A spokesman for the Health Department said earlier on Monday an additional dose doesn’t necessarily provide more protection compared with two doses, adding the safety of receiving three doses is unclear.

“The person should be properly counselled to be informed of the potential risks associated with this added dose compared to the benefits of the planned trip,” Robert Maranda said in an email. “It is up to everyone to weigh the balance of risks and benefits.”

Quebec considers people who have recovered from COVID-19 and who have had a single dose of a two-dose vaccine to be adequately vaccinated. But health officials in mid-July said they would offer that group a second dose if they wanted to travel.

One expert preached patience, noting that the rules are evolving as more data becomes available. “I think we need to be patient, we shouldn’t give people vaccines they don’t need,” said Dr. André Veillette, an immunologist at the Montreal Clinical Research Institute, a research centre affiliated with Université de Montréal.

Veillette said there are certain segments of the population that could benefit from a third dose, such as those who are immunocompromised or who have had an organ transplant. Another group that might be considered for a third dose are residents of seniors homes, many of whom will be six months removed from their second doses by October.

But third doses shouldn’t be needlessly doled out, Veillette said in an interview Monday. “We should not waste vaccines simply because people want to go to the Caribbean,” he said, adding that it would be embarrassing given some countries haven’t yet begun to vaccinate their own population.

“It’s not a good image,” he said.

The Health Department says there is no international consensus on what constitutes a fully vaccinated person, adding that the federal government is working to have mixed vaccinations or shots of AstraZeneca or Covishield more widely recognized internationally.

“In the meantime, certain exceptional measures are possible in Quebec to accommodate people who have an essential trip planned in the short term,” the department said.

In Quebec and the rest of the country, mixing doses is accepted. Dr. Matthew Oughton, an infectious disease specialist at Montreal’s Jewish General Hospital, said there is accumulating evidence that certain combinations of mixed vaccine schedules are equivalent or superior to two doses of the same vaccine.

“It’s kind of a conflict between the bureaucratic and the scientific,” Oughton said. “Until such time, people in that situation are stuck between the bureaucratic and the scientific where if they want to travel, they may have to go get a second dose of an approved two-dose vaccine to be fully immunized.”

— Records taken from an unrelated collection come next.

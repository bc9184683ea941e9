//! The reports list state container.

use std::sync::Arc;

use tracing::{debug, warn};

use reportdesk_client::ReportApi;
use reportdesk_core::AppResult;
use reportdesk_core::types::{PageRequest, PaginationState};
use reportdesk_entity::report::{
    CreateReportRequest, FilterReportsQuery, ListReportsQuery, Report, ToggleReportRequest,
    UpdateReportRequest,
};

/// Owns the current page of reports and its pagination metadata.
///
/// All list-mutating operations go through the [`ReportApi`] client and
/// reconcile local state afterwards. Methods take `&mut self`, so calls on
/// one store are naturally serialized; within that constraint the policy
/// is last-write-wins, which is acceptable for a single-operator console.
pub struct ReportsStore {
    client: Arc<dyn ReportApi>,
    reports: Vec<Report>,
    pagination: PaginationState,
    loading: bool,
    error: Option<String>,
}

impl ReportsStore {
    /// Create a store and eagerly fetch the first page.
    ///
    /// An initial-load failure does not fail construction; it is recorded
    /// in [`error`](Self::error) so the console stays usable.
    pub async fn new(client: Arc<dyn ReportApi>) -> Self {
        let mut store = Self {
            client,
            reports: Vec::new(),
            pagination: PaginationState::default(),
            loading: false,
            error: None,
        };
        if store.fetch_reports(None).await.is_err() {
            warn!(error = ?store.error, "initial report fetch failed");
        }
        store
    }

    /// The current page of reports, in server order.
    pub fn reports(&self) -> &[Report] {
        &self.reports
    }

    /// Pagination metadata as of the last successful fetch.
    pub fn pagination(&self) -> PaginationState {
        self.pagination
    }

    /// Whether an operation is currently in flight.
    pub fn loading(&self) -> bool {
        self.loading
    }

    /// The most recent failure message, if the last operation failed.
    pub fn error(&self) -> Option<&str> {
        self.error.as_deref()
    }

    /// Fetch a page of reports, replacing `reports` and `pagination`
    /// wholesale. On failure the previous page is left untouched
    /// (stale but consistent) and the error message is recorded.
    pub async fn fetch_reports(&mut self, page: Option<PageRequest>) -> AppResult<()> {
        self.loading = true;
        self.error = None;
        let result = self
            .client
            .list_reports(ListReportsQuery { page })
            .await;
        self.loading = false;

        match result {
            Ok(data) => {
                self.apply_page(data);
                Ok(())
            }
            Err(err) => {
                self.error = Some(err.message.clone());
                Err(err)
            }
        }
    }

    /// Same contract as [`fetch_reports`](Self::fetch_reports), against
    /// the filter endpoint.
    pub async fn filter_reports(&mut self, query: FilterReportsQuery) -> AppResult<()> {
        self.loading = true;
        self.error = None;
        let result = self.client.filter_reports(query).await;
        self.loading = false;

        match result {
            Ok(data) => {
                self.apply_page(data);
                Ok(())
            }
            Err(err) => {
                self.error = Some(err.message.clone());
                Err(err)
            }
        }
    }

    /// Create a report, then unconditionally re-fetch the current page.
    ///
    /// Re-fetching (rather than inserting locally) keeps the pagination
    /// counters correct after server-side insertion order effects.
    pub async fn create_report(&mut self, template: &str, user_mail: &str) -> AppResult<Report> {
        self.loading = true;
        self.error = None;
        let result = self
            .client
            .create_report(CreateReportRequest {
                template: template.to_string(),
                user_mail: user_mail.to_string(),
            })
            .await;
        self.loading = false;

        match result {
            Ok(created) => {
                debug!(id = created.id, "report created");
                // The create itself succeeded; a failed refetch only leaves
                // the listing stale and is recorded in the error field.
                let current = self.pagination.current_request();
                if self.fetch_reports(Some(current)).await.is_err() {
                    warn!(id = created.id, "refetch after create failed");
                }
                Ok(created)
            }
            Err(err) => {
                self.error = Some(err.message.clone());
                Err(err)
            }
        }
    }

    /// Update a report's template, then patch only the matching local
    /// entry in place. The entry's id is unchanged; every other field
    /// adopts the server's returned entity.
    pub async fn update_report(&mut self, id: i64, template: &str) -> AppResult<Report> {
        self.loading = true;
        self.error = None;
        let result = self
            .client
            .update_report(UpdateReportRequest {
                id,
                template: template.to_string(),
            })
            .await;
        self.loading = false;

        match result {
            Ok(updated) => {
                if let Some(entry) = self.reports.iter_mut().find(|r| r.id == id) {
                    *entry = updated.clone();
                }
                Ok(updated)
            }
            Err(err) => {
                self.error = Some(err.message.clone());
                Err(err)
            }
        }
    }

    /// Enable or disable a report.
    ///
    /// The local `active` flag is flipped only after the server confirms;
    /// a failed call surfaces the error and leaves local state untouched.
    pub async fn toggle_report_status(&mut self, id: i64, active: bool) -> AppResult<()> {
        self.loading = true;
        self.error = None;
        let result = self
            .client
            .set_report_active(ToggleReportRequest { id, active })
            .await;
        self.loading = false;

        match result {
            Ok(()) => {
                if let Some(entry) = self.reports.iter_mut().find(|r| r.id == id) {
                    entry.active = active;
                }
                Ok(())
            }
            Err(err) => {
                self.error = Some(err.message.clone());
                Err(err)
            }
        }
    }

    /// Re-fetch at a different page, keeping the page size.
    pub async fn change_page(&mut self, page: u64) -> AppResult<()> {
        let request = self.pagination.current_request().at_page(page);
        self.fetch_reports(Some(request)).await
    }

    /// Re-fetch with a new page size, resetting to page 1.
    pub async fn change_page_size(&mut self, page_size: u64) -> AppResult<()> {
        self.fetch_reports(Some(PageRequest::new(1, page_size))).await
    }

    fn apply_page(&mut self, data: reportdesk_entity::report::ReportPage) {
        self.pagination = PaginationState {
            page: data.page,
            page_size: data.page_size,
            total_count: data.total_count,
            total_pages: data.total_pages,
        };
        self.reports = data.reports;
    }
}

Quebec reported 75 new cases of COVID-19 Monday along with 223 new infections from Friday and Saturday. The province has 814 active reported cases. Health officials reported one death attributed to the novel coronavirus since Friday’s report, and they said the number of patients in hospital with COVID-19 was 67 — stable since Friday.

Meanwhile, Premier François Legault announced on Monday his government is relaxing more rules for bars, nightclubs, festivals and entertainment venues.

Legault said on Twitter that beginning Sunday, bars and nightclubs can serve alcohol for an extra hour, until 1 a.m., and they must close by 2 a.m. Festivals will be able to host a maximum of 15,000 people outside — up from 5,000. Indoor venues will be permitted to welcome a maximum of 7,500 people seated indoors, up from 3,500. Dancing, however, remains prohibited.

Quebec’s public health institute says 83.5 per cent of residents aged 12 and up have received at least one dose of COVID-19 vaccine and 62.5 per cent are considered adequately vaccinated.

This report by The Canadian Press was first published July 26, 2021.

Note to readers: This is a corrected story. A previous version stated that Quebec was offering the extra dose only to recipients of AstraZeneca vaccine.